Brexit: dispara aquisição da nacionalidade britânica por emigrantes portugueses

O número de processos duplicou em 2017 e no arranque de 2018 no Reino Unido

Os "receios induzidos" pelo Brexit e pela "redução de direitos associados ao estatuto de estrangeiro que daí poderá resultar" fizeram disparar o número de aquisições da nacionalidade britânica por parte de emigrantes portugueses no Reino Unido desde a realização do referendo para a saída da União Europeia, em junho de 2016.

Segundo os dados oficiais do governo britânico, compilados pelo Observatório da Emigração, logo no ano seguinte à votação, o número de portugueses que obteve a nacionalidade britânica quase duplicou de 672 para 1.234 na contagem final de 2017, em que os serviços registaram um total de 123.115 estrangeiros a conseguir a nacionalidade.

E só no primeiro trimestre de 2018, último período para o qual há dados disponíveis através desta fonte, houve mais 616 portugueses a residir no Reino Unido a adquirir a nacionalidade. Inês Vidigal, investigadora do Observatório liderado por Rui Pena Pires, confirma que "quando analisamos os dados disponíveis por trimestre, observa-se um constante aumento do número de portugueses que, desde o Brexit, adquiriram a nacionalidade britânica".

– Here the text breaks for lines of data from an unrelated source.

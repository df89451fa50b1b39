use crate::cli::parser::{Commands, DetailFlags, PlanAction};
use crate::config::Config;
use crate::core::schedule::{DetailArgs, ScheduleLogic};
use crate::db::pool::DbPool;
use crate::db::schedule;
use crate::errors::AppResult;
use crate::ui::messages::info;
use crate::utils::money::format_amount_with;
use crate::utils::table::Table;

use super::confirm_or_skip;

pub fn handle(cmd: &Commands, cfg: &Config) -> AppResult<()> {
    let Commands::Plan { action } = cmd else {
        return Ok(());
    };

    let mut pool = DbPool::new(&cfg.database)?;

    match action {
        PlanAction::Add {
            trip,
            day,
            time,
            title,
            category,
            end,
            amount,
            note,
            details,
        } => {
            ScheduleLogic::add(
                &mut pool,
                *trip,
                *day,
                time,
                title,
                category.as_deref(),
                end.as_deref(),
                amount.as_deref(),
                note.as_deref(),
                to_detail_args(details),
            )?;
        }

        PlanAction::List { trip, day } => list_items(&pool, cfg, *trip, *day)?,

        PlanAction::Edit {
            id,
            day,
            time,
            title,
            category,
            end,
            amount,
            note,
            details,
        } => {
            ScheduleLogic::edit(
                &mut pool,
                *id,
                *day,
                time.as_deref(),
                title.as_deref(),
                category.as_deref(),
                end.as_deref(),
                amount.as_deref(),
                note.as_deref(),
                to_detail_args(details),
            )?;
        }

        PlanAction::Del { id, yes } => {
            let prompt = format!("Delete schedule item {}?", id);
            if confirm_or_skip(cfg, *yes, &prompt) {
                ScheduleLogic::delete(&mut pool, *id)?;
            } else {
                info("Operation cancelled.");
            }
        }
    }

    Ok(())
}

fn to_detail_args(f: &DetailFlags) -> DetailArgs {
    DetailArgs {
        place: f.place.clone(),
        mode: f.mode.clone(),
        from: f.from.clone(),
        to: f.to.clone(),
        arrives: f.arrives.clone(),
        kind: f.kind.clone(),
        check_in: f.check_in.clone(),
        check_out: f.check_out.clone(),
        booking_ref: f.booking_ref.clone(),
        booked_via: f.booked_via.clone(),
    }
}

fn list_items(pool: &DbPool, cfg: &Config, trip_id: i64, day: Option<i64>) -> AppResult<()> {
    let items = match day {
        Some(d) => schedule::load_items_by_day(&pool.conn, trip_id, d)?,
        None => schedule::load_items_by_trip(&pool.conn, trip_id)?,
    };

    if items.is_empty() {
        info("No schedule items found.");
        return Ok(());
    }

    let mut table = Table::auto(&[
        "ID", "Day", "Time", "End", "Category", "Title", "Where", "Amount",
    ]);
    for item in &items {
        let amount = if item.amount != 0 {
            format_amount_with(item.amount, &cfg.currency)
        } else {
            String::new()
        };
        table.add_row(vec![
            item.id.to_string(),
            item.day.to_string(),
            item.time_str(),
            item.end_time_str(),
            item.category().label().to_string(),
            item.title.clone(),
            item.details.where_str(),
            amount,
        ]);
    }
    print!("{}", table.render());
    Ok(())
}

O último relatório sobre a emigração, referente a 2017, mostrou que, apesar da descida de 26% relativamente ao ano do referendo, o Reino Unido continuou a ser o principal destino dos portugueses, com cerca de 23 mil a decidirem rumar à ilha britânica. No total, a emigração desceu pelo segundo ano, tendo saído 90 mil pessoas do país, menos dez mil do que em 2016.

 

Em sentido inverso, o processo de saída do país do bloco europeu tem aumentado o número de britânicos a pedir nacionalidade portuguesa. De 144 pedidos no ano do referendo passou-se para 333 no ano seguinte; e em 2018, até ao início de dezembro, já tinham sido feitos 495 pedidos, isto é, mais 48% do que no período homólogo, de acordo com o Instituto dos Registos e do Notariado (IRN).

Depois de, na semana passada, ter chumbado por uma larga maioria o acordo apresentado pela primeira-ministra Theresa May – e de o Executivo liderado pelos conservadores ter sobrevivido a uma moção de censura da oposição Trabalhista –, o Parlamento britânico vai debater e votar o "plano B" do Brexit a 29 de janeiro.

Apoio consular e dinheiro para empresas

O Conselho de Ministros aprovou a 17 de janeiro um pacote de medidas para dar garantias de "segurança e tranquilidade aos 400 mil portugueses que residem no Reino Unido" e aos 23 mil britânicos a residir em Portugal. António Costa anunciou o reforço do apoio consular naquele país, com a criação de "35 permanências consulares em 16 locais diferentes", frisando que nos últimos dois anos houve um reforço de 25% do pessoal consultar.

Por outro lado, o primeiro-ministro português destacou a criação de "corredores para cidadãos britânicos" nos aeroportos de Faro e do Funchal, por onde entram no país 80% dos turistas britânicos, e ainda o reforço de 60 funcionários para as alfândegas face às "novas obrigações de controlo alfandegário", indicando que foram acionados os "mecanismos de cooperação policial e judiciário" previstos nos acordos bilaterais.

Em conferência de imprensa, o líder do Executivo socialista sublinhou ainda que já foi produzido um "folheto com informação" para os cidadãos britânicos a residir em Portugal e que está em preparação a linha de 50 milhões de euros destinada a "apoiar empresas portuguesas" que exportem predominantemente para o Reino Unido e que precisem de diversificar os canais de exportação.